Analyst attribute the Evo engine for saving Harley-Davidson from certain bankruptcy. The name Evolution is attributed to the reformed image the company created in 1981 after the employees lead a buy back of the company from AMF. The Evo engine gets its the name of Blockhead because Harley-Davidson engines get their nickname from their shape and the Evolution engine has a distinct rectangular shape.

The Evo engine was a major advance in engine design for the Harley-Davidson company. It is set apart from earlier engines because it is designed to be more reliable, use less oil, and required less maintenance, making it the perfect engine for those less experience in mechanics. The Evo engine runs more smoothly for tens of thousands of miles farther than any engine before it and under many different circumstances. The Evolutions twin heads are made of aluminum, instead of the iron that was used in engines before.
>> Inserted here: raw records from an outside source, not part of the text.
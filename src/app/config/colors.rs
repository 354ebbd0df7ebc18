use ratatui::style::Color;
use serde::{Deserialize, Serialize};

/// Background of the locate button when no highlight color is configured
const LOCATE_BUTTON_FALLBACK: Color = Color::Rgb(0xFF, 0x6B, 0x35);

/// Strength of the primary tint behind the playing row when `list_active` is unset
const ACTIVE_ROW_TINT: f32 = 0.12;

#[derive(Debug, Clone, Deserialize, Serialize)]
pub struct ColorsConfig {
    #[serde(default = "ColorsConfig::default_primary")]
    pub primary: String,
    #[serde(default = "ColorsConfig::default_text")]
    pub text: String,
    /// Accent for the playing row; falls back to `primary`
    #[serde(default, skip_serializing_if = "Option::is_none")]
    pub text_highlight: Option<String>,
    #[serde(default = "ColorsConfig::default_text_secondary")]
    pub text_secondary: String,
    /// Tag badge background; falls back to `card`
    #[serde(default, skip_serializing_if = "Option::is_none")]
    pub border: Option<String>,
    #[serde(default = "ColorsConfig::default_card")]
    pub card: String,
    /// Playing row background; falls back to a primary tint
    #[serde(default, skip_serializing_if = "Option::is_none")]
    pub list_active: Option<String>,
    #[serde(default = "ColorsConfig::default_local")]
    pub local: String,
    #[serde(default = "ColorsConfig::default_background")]
    pub background: String,
    #[serde(default = "ColorsConfig::default_frame")]
    pub frame: String,
}

impl ColorsConfig {
    fn default_primary() -> String {
        "#F17D34".to_string()
    }

    fn default_text() -> String {
        "#E6E6E6".to_string()
    }

    fn default_text_secondary() -> String {
        "#9A9A9A".to_string()
    }

    fn default_card() -> String {
        "#3A3A3A".to_string()
    }

    fn default_local() -> String {
        "#11659A".to_string()
    }

    fn default_background() -> String {
        "#1C1C1C".to_string()
    }

    fn default_frame() -> String {
        "#5C5C5C".to_string()
    }

    /// Parse a hex color string like "#FF5500" into RGB values
    pub fn parse_hex(hex: &str) -> Option<(u8, u8, u8)> {
        let hex = hex.trim_start_matches('#');
        if hex.len() != 6 || !hex.is_ascii() {
            return None;
        }
        let r = u8::from_str_radix(&hex[0..2], 16).ok()?;
        let g = u8::from_str_radix(&hex[2..4], 16).ok()?;
        let b = u8::from_str_radix(&hex[4..6], 16).ok()?;
        Some((r, g, b))
    }

    fn color(hex: &str, fallback: Color) -> Color {
        Self::parse_hex(hex)
            .map(|(r, g, b)| Color::Rgb(r, g, b))
            .unwrap_or(fallback)
    }

    fn optional(hex: &Option<String>) -> Option<Color> {
        hex.as_deref()
            .filter(|hex| !hex.is_empty())
            .and_then(Self::parse_hex)
            .map(|(r, g, b)| Color::Rgb(r, g, b))
    }

    /// Resolve configured strings into a [`Palette`].
    pub fn palette(&self) -> Palette {
        Palette {
            primary: Self::color(&self.primary, Color::LightRed),
            text: Self::color(&self.text, Color::White),
            text_highlight: Self::optional(&self.text_highlight),
            text_secondary: Self::color(&self.text_secondary, Color::Gray),
            border: Self::optional(&self.border),
            card: Self::color(&self.card, Color::DarkGray),
            list_active: Self::optional(&self.list_active),
            local: Self::color(&self.local, Color::Blue),
            background: Self::color(&self.background, Color::Black),
            frame: Self::color(&self.frame, Color::Gray),
        }
    }
}

impl Default for ColorsConfig {
    fn default() -> Self {
        Self {
            primary: Self::default_primary(),
            text: Self::default_text(),
            text_highlight: None,
            text_secondary: Self::default_text_secondary(),
            border: None,
            card: Self::default_card(),
            list_active: None,
            local: Self::default_local(),
            background: Self::default_background(),
            frame: Self::default_frame(),
        }
    }
}

/// Colors keyed by semantic role.
#[derive(Debug, Clone, Copy, PartialEq, Eq)]
pub struct Palette {
    pub primary: Color,
    pub text: Color,
    pub text_highlight: Option<Color>,
    pub text_secondary: Color,
    pub border: Option<Color>,
    pub card: Color,
    pub list_active: Option<Color>,
    pub local: Color,
    pub background: Color,
    pub frame: Color,
}

impl Default for Palette {
    fn default() -> Self {
        ColorsConfig::default().palette()
    }
}

impl Palette {
    /// Accent used for everything "now playing".
    pub fn highlight(&self) -> Color {
        self.text_highlight.unwrap_or(self.primary)
    }

    pub fn title(&self, highlighted: bool) -> Color {
        if highlighted { self.highlight() } else { self.text }
    }

    pub fn description(&self, highlighted: bool) -> Color {
        if highlighted {
            self.highlight()
        } else {
            self.text_secondary
        }
    }

    pub fn tag_background(&self, highlighted: bool) -> Color {
        if highlighted {
            self.highlight()
        } else {
            self.border.unwrap_or(self.card)
        }
    }

    pub fn tag_text(&self, highlighted: bool) -> Color {
        if highlighted {
            Color::White
        } else {
            self.text_secondary
        }
    }

    /// Background of the playing row.
    pub fn active_row(&self) -> Color {
        self.list_active.unwrap_or_else(|| {
            crate::app::ui::utils::blend(self.primary, self.background, ACTIVE_ROW_TINT)
        })
    }

    pub fn locate_button(&self) -> Color {
        self.text_highlight.unwrap_or(LOCATE_BUTTON_FALLBACK)
    }
}

#[cfg(test)]
mod tests {
    use super::*;

    #[test]
    fn test_parse_hex() {
        assert_eq!(ColorsConfig::parse_hex("#FF5500"), Some((255, 85, 0)));
        assert_eq!(ColorsConfig::parse_hex("11659a"), Some((17, 101, 154)));
        assert_eq!(ColorsConfig::parse_hex("#FFF"), None);
        assert_eq!(ColorsConfig::parse_hex("#GG0000"), None);
    }

    #[test]
    fn test_highlight_falls_back_to_primary() {
        let palette = ColorsConfig::default().palette();
        assert_eq!(palette.highlight(), palette.primary);
        assert_eq!(palette.title(true), palette.primary);
        assert_eq!(palette.title(false), palette.text);
        assert_eq!(palette.locate_button(), LOCATE_BUTTON_FALLBACK);
    }

    #[test]
    fn test_explicit_highlight_wins() {
        let colors = ColorsConfig {
            text_highlight: Some("#00FF00".to_string()),
            ..Default::default()
        };
        let palette = colors.palette();
        assert_eq!(palette.highlight(), Color::Rgb(0, 255, 0));
        assert_eq!(palette.description(true), Color::Rgb(0, 255, 0));
        assert_eq!(palette.locate_button(), Color::Rgb(0, 255, 0));
    }

    #[test]
    fn test_tag_background_falls_back_to_card() {
        let palette = ColorsConfig::default().palette();
        assert_eq!(palette.tag_background(false), palette.card);

        let colors = ColorsConfig {
            border: Some("#101010".to_string()),
            ..Default::default()
        };
        assert_eq!(
            colors.palette().tag_background(false),
            Color::Rgb(16, 16, 16)
        );
    }

    #[test]
    fn test_empty_optional_is_unset() {
        let colors = ColorsConfig {
            list_active: Some(String::new()),
            ..Default::default()
        };
        assert_eq!(colors.palette().list_active, None);
    }
}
This makes the over all weight of the bike less as well as improves the efficiency of the air cooling. The engine avoids the problems that occur when the heads and cylinder are made from different materials. Since different materials expand and contract at different rates, they will create a nonuniform motion if they are not the same. This nonuniform motion will destroy gaskets seals and require them to be replaced more often.

Also, in engines that use water, the oil and water will mix causing lubrication failure and ultimately the destruction of the engine. The essential parts of the Evolution engine that make it superior, the blocky rocker boxes as well as the head and cylinders, are all made from aluminum. However, the Evo engine used on the Big Twin and the one used on the Sportster are have significant differences.

The Sportster's quasi-unit construction has been part of the extremely popular model since it was first constructed and was kept when the engine was upgraded to the Evolution engine in 1986. The result was a unique configuration of the valve train. Unlike most of the other motorcycles engines being used, the Evolution engine in the Sportster has just one cam for each engine overhead valve. This means there are four individual camshafts, that are single lobe and gear driven. 

This caused the cam lobes to be located behind each other, and for the pushrods to now be positioned in a parallel fashion. Each lifter and pushrod is then allowed to deflect off the cam lobes in a perpendicular movement to the lobe plane. The Evolution engine in the Sportster went virtually unchanged until 2006 when some changes were made to the final drive, motor mounts and transmission.

The design is almost identical from the 883cc to the 1200cc models, except for the bore is much smaller in the 883cc and the head is slightly different. It is easy to convert from and 883cc to a 1200cc, which is often done. Until 2007 the Evo engine on all Sportster models were made with a carburetor. However, they now come standard with fuel injected Evolution engines.